## What is being asked
Please repeat the lines below, exactly and only, from the one that holds "resolved for a" through the one that holds "seed given; drew".

## Listed records
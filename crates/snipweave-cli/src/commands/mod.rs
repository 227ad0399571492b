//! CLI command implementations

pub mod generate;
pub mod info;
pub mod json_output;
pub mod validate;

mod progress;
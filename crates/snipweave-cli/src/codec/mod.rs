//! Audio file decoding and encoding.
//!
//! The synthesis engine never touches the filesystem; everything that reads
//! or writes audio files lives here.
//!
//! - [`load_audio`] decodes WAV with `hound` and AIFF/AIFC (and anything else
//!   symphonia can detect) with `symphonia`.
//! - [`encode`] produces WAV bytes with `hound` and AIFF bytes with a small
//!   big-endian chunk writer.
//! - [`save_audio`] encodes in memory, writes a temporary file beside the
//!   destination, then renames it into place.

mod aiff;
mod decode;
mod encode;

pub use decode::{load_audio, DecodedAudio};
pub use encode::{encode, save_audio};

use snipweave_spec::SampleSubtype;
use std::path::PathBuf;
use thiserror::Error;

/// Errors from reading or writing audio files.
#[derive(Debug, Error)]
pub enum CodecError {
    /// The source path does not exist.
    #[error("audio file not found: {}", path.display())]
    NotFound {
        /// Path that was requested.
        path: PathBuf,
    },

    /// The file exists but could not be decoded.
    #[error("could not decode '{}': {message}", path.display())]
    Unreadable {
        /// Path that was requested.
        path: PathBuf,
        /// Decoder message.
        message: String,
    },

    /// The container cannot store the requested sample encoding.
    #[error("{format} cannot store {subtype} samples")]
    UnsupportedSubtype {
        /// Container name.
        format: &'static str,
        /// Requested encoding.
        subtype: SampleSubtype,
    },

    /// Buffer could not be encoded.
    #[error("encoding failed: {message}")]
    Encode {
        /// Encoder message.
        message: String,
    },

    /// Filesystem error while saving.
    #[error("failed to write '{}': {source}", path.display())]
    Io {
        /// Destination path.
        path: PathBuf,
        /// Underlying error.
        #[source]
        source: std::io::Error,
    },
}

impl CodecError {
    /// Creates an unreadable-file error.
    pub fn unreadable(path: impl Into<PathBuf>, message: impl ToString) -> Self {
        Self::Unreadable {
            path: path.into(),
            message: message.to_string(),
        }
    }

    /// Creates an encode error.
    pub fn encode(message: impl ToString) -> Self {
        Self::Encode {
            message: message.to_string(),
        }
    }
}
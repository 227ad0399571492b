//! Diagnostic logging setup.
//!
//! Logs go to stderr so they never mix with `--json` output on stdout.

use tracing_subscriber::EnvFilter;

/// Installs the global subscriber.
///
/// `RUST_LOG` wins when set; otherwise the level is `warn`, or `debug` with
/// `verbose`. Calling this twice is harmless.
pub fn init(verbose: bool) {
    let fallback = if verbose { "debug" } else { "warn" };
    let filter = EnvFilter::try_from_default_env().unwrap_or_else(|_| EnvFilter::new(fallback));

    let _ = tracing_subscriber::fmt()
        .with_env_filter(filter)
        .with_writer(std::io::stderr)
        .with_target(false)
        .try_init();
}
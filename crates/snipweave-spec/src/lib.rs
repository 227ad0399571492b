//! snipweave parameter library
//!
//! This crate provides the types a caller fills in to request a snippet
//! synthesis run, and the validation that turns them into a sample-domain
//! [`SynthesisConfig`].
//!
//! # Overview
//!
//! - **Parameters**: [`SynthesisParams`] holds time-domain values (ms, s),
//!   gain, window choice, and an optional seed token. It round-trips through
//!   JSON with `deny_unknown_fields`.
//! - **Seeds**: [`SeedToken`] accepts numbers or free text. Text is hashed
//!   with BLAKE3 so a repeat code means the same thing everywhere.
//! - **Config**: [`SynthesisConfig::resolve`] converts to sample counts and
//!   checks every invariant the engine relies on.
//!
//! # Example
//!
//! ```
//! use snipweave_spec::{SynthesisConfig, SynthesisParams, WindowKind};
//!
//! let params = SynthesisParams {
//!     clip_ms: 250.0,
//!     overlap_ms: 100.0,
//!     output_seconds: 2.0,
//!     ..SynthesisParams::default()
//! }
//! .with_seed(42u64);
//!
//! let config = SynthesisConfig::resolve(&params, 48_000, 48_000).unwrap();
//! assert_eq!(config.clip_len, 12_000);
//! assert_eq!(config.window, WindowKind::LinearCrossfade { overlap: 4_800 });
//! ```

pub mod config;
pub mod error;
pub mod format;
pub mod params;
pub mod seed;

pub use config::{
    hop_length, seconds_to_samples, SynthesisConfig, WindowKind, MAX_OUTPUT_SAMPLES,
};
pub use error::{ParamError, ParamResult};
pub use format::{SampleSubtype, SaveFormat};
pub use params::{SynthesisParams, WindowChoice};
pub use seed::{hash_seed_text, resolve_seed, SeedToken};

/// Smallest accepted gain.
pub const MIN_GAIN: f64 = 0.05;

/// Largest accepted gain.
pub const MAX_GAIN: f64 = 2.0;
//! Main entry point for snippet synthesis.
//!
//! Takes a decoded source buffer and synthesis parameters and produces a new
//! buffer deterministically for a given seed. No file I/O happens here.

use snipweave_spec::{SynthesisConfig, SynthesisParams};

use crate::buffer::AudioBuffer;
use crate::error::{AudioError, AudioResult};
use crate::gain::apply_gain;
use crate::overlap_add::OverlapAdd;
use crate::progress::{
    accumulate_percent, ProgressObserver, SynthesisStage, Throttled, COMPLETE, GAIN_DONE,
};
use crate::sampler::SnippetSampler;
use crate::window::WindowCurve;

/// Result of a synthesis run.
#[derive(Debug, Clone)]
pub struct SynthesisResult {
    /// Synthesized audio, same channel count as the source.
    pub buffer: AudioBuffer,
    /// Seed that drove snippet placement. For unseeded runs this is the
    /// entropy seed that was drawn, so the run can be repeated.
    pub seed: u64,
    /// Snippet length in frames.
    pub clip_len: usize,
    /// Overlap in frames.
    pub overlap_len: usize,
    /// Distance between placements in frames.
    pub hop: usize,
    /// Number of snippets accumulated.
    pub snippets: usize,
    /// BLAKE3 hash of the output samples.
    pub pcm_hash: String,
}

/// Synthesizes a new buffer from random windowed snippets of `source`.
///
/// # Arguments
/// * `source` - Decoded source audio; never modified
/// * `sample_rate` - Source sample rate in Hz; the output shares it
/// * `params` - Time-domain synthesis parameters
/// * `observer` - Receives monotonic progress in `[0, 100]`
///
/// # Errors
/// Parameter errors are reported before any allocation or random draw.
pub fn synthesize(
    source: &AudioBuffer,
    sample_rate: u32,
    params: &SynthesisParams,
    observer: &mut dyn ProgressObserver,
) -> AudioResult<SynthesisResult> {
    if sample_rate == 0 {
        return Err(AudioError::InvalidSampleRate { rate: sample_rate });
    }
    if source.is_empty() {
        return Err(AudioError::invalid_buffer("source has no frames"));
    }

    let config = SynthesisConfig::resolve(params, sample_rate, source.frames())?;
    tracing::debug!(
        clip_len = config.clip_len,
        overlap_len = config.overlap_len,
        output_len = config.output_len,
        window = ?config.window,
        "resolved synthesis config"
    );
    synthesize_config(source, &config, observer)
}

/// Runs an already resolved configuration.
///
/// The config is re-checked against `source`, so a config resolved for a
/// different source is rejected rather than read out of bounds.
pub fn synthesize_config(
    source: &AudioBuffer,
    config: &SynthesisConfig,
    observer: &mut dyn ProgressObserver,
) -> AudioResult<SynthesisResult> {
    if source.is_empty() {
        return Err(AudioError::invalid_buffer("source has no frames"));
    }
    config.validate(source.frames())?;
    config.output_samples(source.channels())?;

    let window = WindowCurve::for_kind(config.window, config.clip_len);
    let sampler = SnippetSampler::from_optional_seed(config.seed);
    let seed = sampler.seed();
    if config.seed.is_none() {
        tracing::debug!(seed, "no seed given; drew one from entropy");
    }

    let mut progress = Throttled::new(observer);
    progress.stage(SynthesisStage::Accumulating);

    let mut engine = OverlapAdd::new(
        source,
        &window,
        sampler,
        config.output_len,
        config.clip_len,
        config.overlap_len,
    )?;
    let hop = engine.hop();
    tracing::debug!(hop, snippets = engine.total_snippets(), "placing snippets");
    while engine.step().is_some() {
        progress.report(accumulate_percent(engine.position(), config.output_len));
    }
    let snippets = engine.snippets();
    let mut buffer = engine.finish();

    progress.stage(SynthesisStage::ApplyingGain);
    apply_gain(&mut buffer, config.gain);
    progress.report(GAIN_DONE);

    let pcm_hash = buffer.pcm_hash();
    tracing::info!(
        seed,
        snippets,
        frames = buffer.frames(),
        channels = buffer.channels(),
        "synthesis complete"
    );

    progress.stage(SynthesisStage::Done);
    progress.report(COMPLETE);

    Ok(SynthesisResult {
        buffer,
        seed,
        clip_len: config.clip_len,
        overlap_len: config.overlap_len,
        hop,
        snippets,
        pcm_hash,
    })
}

## Written reply
/// The config is re-checked against `source`, so a config resolved for a
/// different source is rejected rather than read out of bounds.
pub fn synthesize_config(
    source: &AudioBuffer,
    config: &SynthesisConfig,
    observer: &mut dyn ProgressObserver,
) -> AudioResult<SynthesisResult> {
    if source.is_empty() {
        return Err(AudioError::invalid_buffer("source has no frames"));
    }
    config.validate(source.frames())?;
    config.output_samples(source.channels())?;

    let window = WindowCurve::for_kind(config.window, config.clip_len);
    let sampler = SnippetSampler::from_optional_seed(config.seed);
    let seed = sampler.seed();
    if config.seed.is_none() {
        tracing::debug!(seed, "no seed given; drew one from entropy");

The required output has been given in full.